By Adam Smith

Nostalgia sells tickets. It’s a fact that many bands have capitalised on in recent years and there’s no escape from bands rolling back the clock by playing album anniversary shows.  Whether you believe the trend is a welcome celebration of the past, or see it as a shameless cash cow, there are no signs of the shows going away.

Tonight sees Funeral For A Friend dig their sophomore 2005 album, Hours out of the vault in its entirety. Although it didn’t propel them into the spotlight like its predecessor, Casually Dressed and Deep in Conversation, the Welshmen put together 11 tracks that have stood the test of time wonderfully.
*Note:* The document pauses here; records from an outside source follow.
//! Host network backend seam.
//!
//! Intentionally minimal: the MAC only needs a way to hand finished Ethernet
//! frames to the outside world. Incoming frames are pushed by the host into
//! the MAC's receive path, gated by its `can_receive` state.

pub trait NetworkBackend {
    fn transmit(&mut self, frame: &[u8]);
}
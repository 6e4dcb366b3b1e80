//! The AR7/Avalanche SoC peripheral complex.
//!
//! [`AvalancheSoc`] aggregates every on-chip peripheral behind the two MMIO
//! windows a MIPS guest sees, and is the single mutation point for the whole
//! fabric: MMIO dispatch, interrupt delivery, the network receive path and
//! checkpointing all funnel through it on the host emulator's main thread.

#![forbid(unsafe_code)]

pub mod io;
pub mod map;
pub mod soc;

mod snapshot;

pub use io::PortIo;
pub use soc::{AvalancheSoc, SocConfig};
//! Whole-aggregate checkpointing.
//!
//! The SoC serializes as one opaque blob at version 0: a nested device blob
//! per behavioral peripheral plus the raw bytes of every plain backing
//! store. Loading a blob with any other major version fails.

use avalanche_devices::regs::RegWindow;
use avalanche_io_snapshot::{
    IoSnapshot, SnapshotError, SnapshotReader, SnapshotResult, SnapshotVersion, SnapshotWriter,
};

use crate::soc::AvalancheSoc;

const TAG_CPMAC0: u16 = 1;
const TAG_CPMAC1: u16 = 2;
const TAG_INTC: u16 = 3;
const TAG_MDIO: u16 = 4;
const TAG_VLYNQ0: u16 = 5;
const TAG_VLYNQ1: u16 = 6;
const TAG_WATCHDOG: u16 = 7;
const TAG_CLOCK: u16 = 8;
const TAG_RESET: u16 = 9;

const TAG_EMIF: u16 = 20;
const TAG_GPIO: u16 = 21;
const TAG_TIMER0: u16 = 22;
const TAG_TIMER1: u16 = 23;
const TAG_UART0: u16 = 24;
const TAG_UART1: u16 = 25;
const TAG_USB_SLAVE: u16 = 26;
const TAG_DCL: u16 = 27;
const TAG_OHIO_WDT: u16 = 28;
const TAG_ADSL: u16 = 29;
const TAG_BBIF: u16 = 30;
const TAG_ATMSAR: u16 = 31;
const TAG_USB_MEM: u16 = 32;
const TAG_VLYNQ0_MEM: u16 = 33;

fn load_window(
    r: &SnapshotReader<'_>,
    tag: u16,
    window: &mut RegWindow,
    what: &'static str,
) -> SnapshotResult<()> {
    if let Some(bytes) = r.bytes(tag) {
        if !window.load_bytes(bytes) {
            return Err(SnapshotError::InvalidFieldEncoding(what));
        }
    }
    Ok(())
}

impl IoSnapshot for AvalancheSoc {
    const DEVICE_ID: [u8; 4] = *b"AVA7";
    const DEVICE_VERSION: SnapshotVersion = SnapshotVersion::new(0, 0);

    fn save_state(&self) -> Vec<u8> {
        let mut w = SnapshotWriter::new(Self::DEVICE_ID, Self::DEVICE_VERSION);

        w.field_bytes(TAG_CPMAC0, self.cpmac[0].save_state());
        w.field_bytes(TAG_CPMAC1, self.cpmac[1].save_state());
        w.field_bytes(TAG_INTC, self.intc.save_state());
        w.field_bytes(TAG_MDIO, self.mdio.save_state());
        w.field_bytes(TAG_VLYNQ0, self.vlynq[0].save_state());
        w.field_bytes(TAG_VLYNQ1, self.vlynq[1].save_state());
        w.field_bytes(TAG_WATCHDOG, self.watchdog.save_state());
        w.field_bytes(TAG_CLOCK, self.clock.save_state());
        w.field_bytes(TAG_RESET, self.reset_ctrl.save_state());

        w.field_bytes(TAG_EMIF, self.emif.as_bytes().to_vec());
        w.field_bytes(TAG_GPIO, self.gpio.as_bytes().to_vec());
        w.field_bytes(TAG_TIMER0, self.timer0.as_bytes().to_vec());
        w.field_bytes(TAG_TIMER1, self.timer1.as_bytes().to_vec());
        w.field_bytes(TAG_UART0, self.uart_shadow[0].as_bytes().to_vec());
        w.field_bytes(TAG_UART1, self.uart_shadow[1].as_bytes().to_vec());
        w.field_bytes(TAG_USB_SLAVE, self.usb_slave.as_bytes().to_vec());
        w.field_bytes(TAG_DCL, self.dcl.as_bytes().to_vec());
        w.field_bytes(TAG_OHIO_WDT, self.ohio_wdt.as_bytes().to_vec());
        w.field_bytes(TAG_ADSL, self.adsl.as_bytes().to_vec());
        w.field_bytes(TAG_BBIF, self.bbif.as_bytes().to_vec());
        w.field_bytes(TAG_ATMSAR, self.atmsar.as_bytes().to_vec());
        w.field_bytes(TAG_USB_MEM, self.usb_mem.as_bytes().to_vec());
        w.field_bytes(TAG_VLYNQ0_MEM, self.vlynq0_mem.as_bytes().to_vec());

        w.finish()
    }

    fn load_state(&mut self, bytes: &[u8]) -> SnapshotResult<()> {
        let r = SnapshotReader::parse(bytes, Self::DEVICE_ID)?;
        r.ensure_device_major(Self::DEVICE_VERSION.major)?;

        if let Some(blob) = r.bytes(TAG_CPMAC0) {
            self.cpmac[0].load_state(blob)?;
        }
        if let Some(blob) = r.bytes(TAG_CPMAC1) {
            self.cpmac[1].load_state(blob)?;
        }
        if let Some(blob) = r.bytes(TAG_INTC) {
            self.intc.load_state(blob)?;
        }
        if let Some(blob) = r.bytes(TAG_MDIO) {
            self.mdio.load_state(blob)?;
        }
        if let Some(blob) = r.bytes(TAG_VLYNQ0) {
            self.vlynq[0].load_state(blob)?;
        }
        if let Some(blob) = r.bytes(TAG_VLYNQ1) {
            self.vlynq[1].load_state(blob)?;
        }
        if let Some(blob) = r.bytes(TAG_WATCHDOG) {
            self.watchdog.load_state(blob)?;
        }
        if let Some(blob) = r.bytes(TAG_CLOCK) {
            self.clock.load_state(blob)?;
        }
        if let Some(blob) = r.bytes(TAG_RESET) {
            self.reset_ctrl.load_state(blob)?;
        }

        load_window(&r, TAG_EMIF, &mut self.emif, "emif window")?;
        load_window(&r, TAG_GPIO, &mut self.gpio, "gpio window")?;
        load_window(&r, TAG_TIMER0, &mut self.timer0, "timer0 window")?;
        load_window(&r, TAG_TIMER1, &mut self.timer1, "timer1 window")?;
        load_window(&r, TAG_UART0, &mut self.uart_shadow[0], "uart0 window")?;
        load_window(&r, TAG_UART1, &mut self.uart_shadow[1], "uart1 window")?;
        load_window(&r, TAG_USB_SLAVE, &mut self.usb_slave, "usb slave window")?;
        load_window(&r, TAG_DCL, &mut self.dcl, "dcl window")?;
        load_window(&r, TAG_OHIO_WDT, &mut self.ohio_wdt, "ohio wdt window")?;
        load_window(&r, TAG_ADSL, &mut self.adsl, "adsl window")?;
        load_window(&r, TAG_BBIF, &mut self.bbif, "bbif window")?;
        load_window(&r, TAG_ATMSAR, &mut self.atmsar, "atm sar window")?;
        load_window(&r, TAG_USB_MEM, &mut self.usb_mem, "usb mem window")?;
        load_window(&r, TAG_VLYNQ0_MEM, &mut self.vlynq0_mem, "vlynq0 mem window")?;

        Ok(())
    }
}
#![allow(dead_code)]

use std::cell::{Cell, RefCell};
use std::rc::Rc;

use avalanche_devices::irq::IrqLine;
use avalanche_devices::net::NetworkBackend;
use avalanche_devices::Dma;
use avalanche_platform::io::PortIo;
use avalanche_platform::{AvalancheSoc, SocConfig};

/// Guest RAM stand-in covering `[base, base + size)`.
pub struct VecMemory {
    base: u32,
    data: Vec<u8>,
}

impl VecMemory {
    pub fn new(base: u32, size: usize) -> Self {
        Self {
            base,
            data: vec![0; size],
        }
    }

    fn range(&self, paddr: u32, len: usize) -> std::ops::Range<usize> {
        let start = paddr
            .checked_sub(self.base)
            .expect("dma below test memory") as usize;
        let end = start.checked_add(len).expect("dma range wraps");
        assert!(end <= self.data.len(), "dma past test memory");
        start..end
    }

    pub fn write_bytes(&mut self, paddr: u32, bytes: &[u8]) {
        let range = self.range(paddr, bytes.len());
        self.data[range].copy_from_slice(bytes);
    }

    pub fn read_bytes(&self, paddr: u32, len: usize) -> Vec<u8> {
        self.data[self.range(paddr, len)].to_vec()
    }

    pub fn read_word(&self, paddr: u32) -> u32 {
        u32::from_le_bytes(self.read_bytes(paddr, 4).try_into().unwrap())
    }
}

impl Dma for VecMemory {
    fn read(&mut self, paddr: u32, buf: &mut [u8]) {
        let range = self.range(paddr, buf.len());
        buf.copy_from_slice(&self.data[range]);
    }

    fn write(&mut self, paddr: u32, buf: &[u8]) {
        let range = self.range(paddr, buf.len());
        self.data[range].copy_from_slice(buf);
    }
}

/// CPU hardware-interrupt line 0, observable from the test.
#[derive(Clone, Default)]
pub struct CpuLine {
    level: Rc<Cell<bool>>,
    raises: Rc<Cell<usize>>,
}

impl CpuLine {
    pub fn level(&self) -> bool {
        self.level.get()
    }

    pub fn raises(&self) -> usize {
        self.raises.get()
    }
}

impl IrqLine for CpuLine {
    fn set_level(&mut self, level: bool) {
        if level {
            self.raises.set(self.raises.get() + 1);
        }
        self.level.set(level);
    }
}

/// Network backend recording transmitted frames.
#[derive(Clone, Default)]
pub struct RecordingNet {
    pub frames: Rc<RefCell<Vec<Vec<u8>>>>,
}

impl NetworkBackend for RecordingNet {
    fn transmit(&mut self, frame: &[u8]) {
        self.frames.borrow_mut().push(frame.to_vec());
    }
}

/// I/O-port bus recording UART traffic; reads return a fixed byte.
#[derive(Clone, Default)]
pub struct RecordingPorts {
    pub writes: Rc<RefCell<Vec<(u32, u8)>>>,
    pub read_value: Rc<Cell<u8>>,
    pub reads: Rc<RefCell<Vec<u32>>>,
}

impl PortIo for RecordingPorts {
    fn in8(&mut self, port: u32) -> u8 {
        self.reads.borrow_mut().push(port);
        self.read_value.get()
    }

    fn out8(&mut self, port: u32, val: u8) {
        self.writes.borrow_mut().push((port, val));
    }
}

pub struct TestRig {
    pub soc: AvalancheSoc,
    pub cpu: CpuLine,
    pub resets: Rc<Cell<usize>>,
    pub tx_frames: Rc<RefCell<Vec<Vec<u8>>>>,
    pub ports: RecordingPorts,
}

/// Full platform with a NIC backend bound to CPMAC 0.
pub fn rig() -> TestRig {
    let cpu = CpuLine::default();
    let resets = Rc::new(Cell::new(0usize));
    let ports = RecordingPorts::default();
    let net = RecordingNet::default();
    let tx_frames = net.frames.clone();

    let reset_handle = resets.clone();
    let mut soc = AvalancheSoc::new(
        SocConfig::default(),
        Box::new(cpu.clone()),
        Box::new(move || reset_handle.set(reset_handle.get() + 1)),
        Box::new(ports.clone()),
    );
    soc.bind_nic(0, Box::new(net));

    TestRig {
        soc,
        cpu,
        resets,
        tx_frames,
        ports,
    }
}
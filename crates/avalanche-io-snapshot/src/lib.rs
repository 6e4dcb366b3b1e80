//! Tagged-field snapshot codec for device models.
//!
//! Every device serializes to a small self-describing blob: a fixed header
//! (4-byte device id + version) followed by `(tag, length, payload)` fields.
//! Unknown tags are skipped on load, so minor-version additions stay
//! compatible; a major-version mismatch is always an error.
//!
//! Snapshots may come from untrusted files. Decoding is strictly bounded by
//! the input length and never allocates more than the input describes.

#![forbid(unsafe_code)]

pub mod codec;

use std::collections::BTreeMap;

pub use codec::{Decoder, Encoder};

#[derive(Debug, thiserror::Error, PartialEq, Eq)]
pub enum SnapshotError {
    #[error("snapshot header truncated")]
    TruncatedHeader,
    #[error("snapshot is for a different device (expected {expected:?}, found {found:?})")]
    WrongDevice { expected: [u8; 4], found: [u8; 4] },
    #[error("unsupported snapshot version {found} (supported major: {supported})")]
    UnsupportedVersion { found: u16, supported: u16 },
    #[error("field {0:#06x} extends past the end of the snapshot")]
    TruncatedField(u16),
    #[error("field {0:#06x} appears more than once")]
    DuplicateField(u16),
    #[error("invalid field encoding: {0}")]
    InvalidFieldEncoding(&'static str),
    #[error("trailing bytes after the last decoded value")]
    TrailingBytes,
}

pub type SnapshotResult<T> = Result<T, SnapshotError>;

/// Snapshot format version of a single device.
///
/// The major number gates compatibility; the minor number is informational
/// (new optional fields only).
#[derive(Debug, Clone, Copy, PartialEq, Eq)]
pub struct SnapshotVersion {
    pub major: u16,
    pub minor: u16,
}

impl SnapshotVersion {
    pub const fn new(major: u16, minor: u16) -> Self {
        Self { major, minor }
    }
}

/// A device that can be checkpointed.
pub trait IoSnapshot {
    const DEVICE_ID: [u8; 4];
    const DEVICE_VERSION: SnapshotVersion;

    fn save_state(&self) -> Vec<u8>;
    fn load_state(&mut self, bytes: &[u8]) -> SnapshotResult<()>;
}

/// Serializes tagged fields after a device header.
pub struct SnapshotWriter {
    buf: Vec<u8>,
}

impl SnapshotWriter {
    pub fn new(device_id: [u8; 4], version: SnapshotVersion) -> Self {
        let mut buf = Vec::with_capacity(64);
        buf.extend_from_slice(&device_id);
        buf.extend_from_slice(&version.major.to_le_bytes());
        buf.extend_from_slice(&version.minor.to_le_bytes());
        Self { buf }
    }

    fn field(&mut self, tag: u16, payload: &[u8]) {
        self.buf.extend_from_slice(&tag.to_le_bytes());
        self.buf
            .extend_from_slice(&(payload.len() as u32).to_le_bytes());
        self.buf.extend_from_slice(payload);
    }

    pub fn field_u8(&mut self, tag: u16, value: u8) {
        self.field(tag, &[value]);
    }

    pub fn field_u32(&mut self, tag: u16, value: u32) {
        self.field(tag, &value.to_le_bytes());
    }

    pub fn field_bool(&mut self, tag: u16, value: bool) {
        self.field_u8(tag, value as u8);
    }

    pub fn field_bytes(&mut self, tag: u16, payload: Vec<u8>) {
        self.field(tag, &payload);
    }

    pub fn finish(self) -> Vec<u8> {
        self.buf
    }
}

/// Parses a device blob produced by [`SnapshotWriter`].
#[derive(Debug)]
pub struct SnapshotReader<'a> {
    version: SnapshotVersion,
    fields: BTreeMap<u16, &'a [u8]>,
}

impl<'a> SnapshotReader<'a> {
    pub fn parse(bytes: &'a [u8], device_id: [u8; 4]) -> SnapshotResult<Self> {
        if bytes.len() < 8 {
            return Err(SnapshotError::TruncatedHeader);
        }
        let found: [u8; 4] = bytes[0..4].try_into().unwrap();
        if found != device_id {
            return Err(SnapshotError::WrongDevice {
                expected: device_id,
                found,
            });
        }
        let version = SnapshotVersion {
            major: u16::from_le_bytes(bytes[4..6].try_into().unwrap()),
            minor: u16::from_le_bytes(bytes[6..8].try_into().unwrap()),
        };

        let mut fields = BTreeMap::new();
        let mut pos = 8usize;
        while pos < bytes.len() {
            if bytes.len() - pos < 6 {
                return Err(SnapshotError::TruncatedHeader);
            }
            let tag = u16::from_le_bytes(bytes[pos..pos + 2].try_into().unwrap());
            let len = u32::from_le_bytes(bytes[pos + 2..pos + 6].try_into().unwrap()) as usize;
            pos += 6;
            if bytes.len() - pos < len {
                return Err(SnapshotError::TruncatedField(tag));
            }
            if fields.insert(tag, &bytes[pos..pos + len]).is_some() {
                return Err(SnapshotError::DuplicateField(tag));
            }
            pos += len;
        }

        Ok(Self { version, fields })
    }

    pub fn device_version(&self) -> SnapshotVersion {
        self.version
    }

    pub fn ensure_device_major(&self, major: u16) -> SnapshotResult<()> {
        if self.version.major != major {
            return Err(SnapshotError::UnsupportedVersion {
                found: self.version.major,
                supported: major,
            });
        }
        Ok(())
    }

    pub fn bytes(&self, tag: u16) -> Option<&'a [u8]> {
        self.fields.get(&tag).copied()
    }

    pub fn u8(&self, tag: u16) -> SnapshotResult<Option<u8>> {
        match self.bytes(tag) {
            None => Ok(None),
            Some([v]) => Ok(Some(*v)),
            Some(_) => Err(SnapshotError::InvalidFieldEncoding("u8 field length")),
        }
    }

    pub fn u32(&self, tag: u16) -> SnapshotResult<Option<u32>> {
        match self.bytes(tag) {
            None => Ok(None),
            Some(buf) if buf.len() == 4 => {
                Ok(Some(u32::from_le_bytes(buf.try_into().unwrap())))
            }
            Some(_) => Err(SnapshotError::InvalidFieldEncoding("u32 field length")),
        }
    }

    pub fn bool(&self, tag: u16) -> SnapshotResult<Option<bool>> {
        match self.u8(tag)? {
            None => Ok(None),
            Some(0) => Ok(Some(false)),
            Some(1) => Ok(Some(true)),
            Some(_) => Err(SnapshotError::InvalidFieldEncoding("bool field value")),
        }
    }
}

#[cfg(test)]
mod tests {
    use super::*;

    const ID: [u8; 4] = *b"TST0";
    const V1: SnapshotVersion = SnapshotVersion::new(1, 0);

    #[test]
    fn writer_reader_roundtrip() {
        let mut w = SnapshotWriter::new(ID, V1);
        w.field_u32(1, 0xdead_beef);
        w.field_bool(2, true);
        w.field_bytes(3, vec![1, 2, 3]);
        let blob = w.finish();

        let r = SnapshotReader::parse(&blob, ID).unwrap();
        assert_eq!(r.device_version(), V1);
        assert_eq!(r.u32(1).unwrap(), Some(0xdead_beef));
        assert_eq!(r.bool(2).unwrap(), Some(true));
        assert_eq!(r.bytes(3), Some(&[1u8, 2, 3][..]));
        assert_eq!(r.u32(4).unwrap(), None);
    }

    #[test]
    fn wrong_device_id_is_rejected() {
        let blob = SnapshotWriter::new(ID, V1).finish();
        assert_eq!(
            SnapshotReader::parse(&blob, *b"OTHR").unwrap_err(),
            SnapshotError::WrongDevice {
                expected: *b"OTHR",
                found: ID,
            }
        );
    }

    #[test]
    fn major_version_mismatch_is_rejected() {
        let blob = SnapshotWriter::new(ID, SnapshotVersion::new(2, 0)).finish();
        let r = SnapshotReader::parse(&blob, ID).unwrap();
        assert_eq!(
            r.ensure_device_major(1).unwrap_err(),
            SnapshotError::UnsupportedVersion {
                found: 2,
                supported: 1,
            }
        );
    }

    #[test]
    fn duplicate_tags_are_rejected() {
        let mut w = SnapshotWriter::new(ID, V1);
        w.field_u32(7, 1);
        w.field_u32(7, 2);
        let blob = w.finish();
        assert_eq!(
            SnapshotReader::parse(&blob, ID).unwrap_err(),
            SnapshotError::DuplicateField(7)
        );
    }
}
//! Length-prefix helpers for nested payloads inside a snapshot field.

use crate::{SnapshotError, SnapshotResult};

/// Builder-style encoder for a nested byte stream.
#[derive(Default)]
pub struct Encoder {
    buf: Vec<u8>,
}

impl Encoder {
    pub fn new() -> Self {
        Self::default()
    }

    pub fn u8(mut self, value: u8) -> Self {
        self.buf.push(value);
        self
    }

    pub fn u16(mut self, value: u16) -> Self {
        self.buf.extend_from_slice(&value.to_le_bytes());
        self
    }

    pub fn u32(mut self, value: u32) -> Self {
        self.buf.extend_from_slice(&value.to_le_bytes());
        self
    }

    pub fn bytes(mut self, payload: &[u8]) -> Self {
        self.buf.extend_from_slice(payload);
        self
    }

    pub fn finish(self) -> Vec<u8> {
        self.buf
    }
}

/// Cursor over a nested byte stream; every read is bounds-checked.
pub struct Decoder<'a> {
    buf: &'a [u8],
    pos: usize,
}

impl<'a> Decoder<'a> {
    pub fn new(buf: &'a [u8]) -> Self {
        Self { buf, pos: 0 }
    }

    fn take(&mut self, len: usize) -> SnapshotResult<&'a [u8]> {
        if self.buf.len() - self.pos < len {
            return Err(SnapshotError::InvalidFieldEncoding("nested stream truncated"));
        }
        let out = &self.buf[self.pos..self.pos + len];
        self.pos += len;
        Ok(out)
    }

    pub fn u8(&mut self) -> SnapshotResult<u8> {
        Ok(self.take(1)?[0])
    }

    pub fn u16(&mut self) -> SnapshotResult<u16> {
        Ok(u16::from_le_bytes(self.take(2)?.try_into().unwrap()))
    }

    pub fn u32(&mut self) -> SnapshotResult<u32> {
        Ok(u32::from_le_bytes(self.take(4)?.try_into().unwrap()))
    }

    pub fn bytes(&mut self, len: usize) -> SnapshotResult<&'a [u8]> {
        self.take(len)
    }

    /// Asserts the stream was fully consumed.
    pub fn finish(self) -> SnapshotResult<()> {
        if self.pos != self.buf.len() {
            return Err(SnapshotError::TrailingBytes);
        }
        Ok(())
    }
}

#[cfg(test)]
mod tests {
    use super::*;

    #[test]
    fn encode_decode_roundtrip() {
        let buf = Encoder::new().u8(7).u16(0x1234).u32(0xdead_beef).bytes(b"xy").finish();
        let mut d = Decoder::new(&buf);
        assert_eq!(d.u8().unwrap(), 7);
        assert_eq!(d.u16().unwrap(), 0x1234);
        assert_eq!(d.u32().unwrap(), 0xdead_beef);
        assert_eq!(d.bytes(2).unwrap(), b"xy");
        d.finish().unwrap();
    }

    #[test]
    fn truncated_reads_fail() {
        let buf = Encoder::new().u16(1).finish();
        let mut d = Decoder::new(&buf);
        assert!(d.u32().is_err());
    }

    #[test]
    fn trailing_bytes_fail() {
        let buf = Encoder::new().u32(1).u8(2).finish();
        let mut d = Decoder::new(&buf);
        d.u32().unwrap();
        assert_eq!(d.finish().unwrap_err(), SnapshotError::TrailingBytes);
    }
}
Kick-starting the set with an explosive performance of All The Rage, it’s immediately apparent that the band are hungry and motivated. Even though only two members played tonight contributed to the album, it’s evident that the band have a strong affinity with the album.  In a day and age where bands tolerate dysfunctional relationships to make some money from past glories, it’s refreshing to see band simply having fun and celebrating their past work.

What makes tonight more special is the ovation each track receives from the sold-out crowd. For many people in Leeds Met tonight, the album was the soundtrack to their youth and such sentimental value never seems to depreciate. Clearly aware that portions of the crowd have come out for their first show in years, front-man Matthew Davies-Kreye thanks members of the audience for reconnecting with the scene and celebrating a landmark record.

The nostalgia surrounding tracks like Drive, Roses for the Dead and History evoke unadulterated passion that is often lost in the alternative scene. There are no arguments over what’s punk and what isn’t tonight. In fact, some members of the crowd are still in their work clothes and others maybe haven’t heard an alternative album since 2005. Everyone is here for the music and it makes for a sensational atmosphere.

Of course, there are some flaws. Recovery and End of Nothing sound muffled in places, while the ethereal melodies of Alvarez are lost in the sound mix. It’s unclear whether this is due to rust on the band’s part or questionable sound, but it makes little difference to tonight’s crowd, whose spirited singing has not faltered all night. The atmosphere more than makes up for the minor sound problems.

As the night ends with Davies-Kreye flying into the crowd during the final notes of Escape Artists Never Die, it’s easy to forget we’re in 2014 tonight.  Nostalgia may be a cash cow for some, but not for Funeral For A Friend.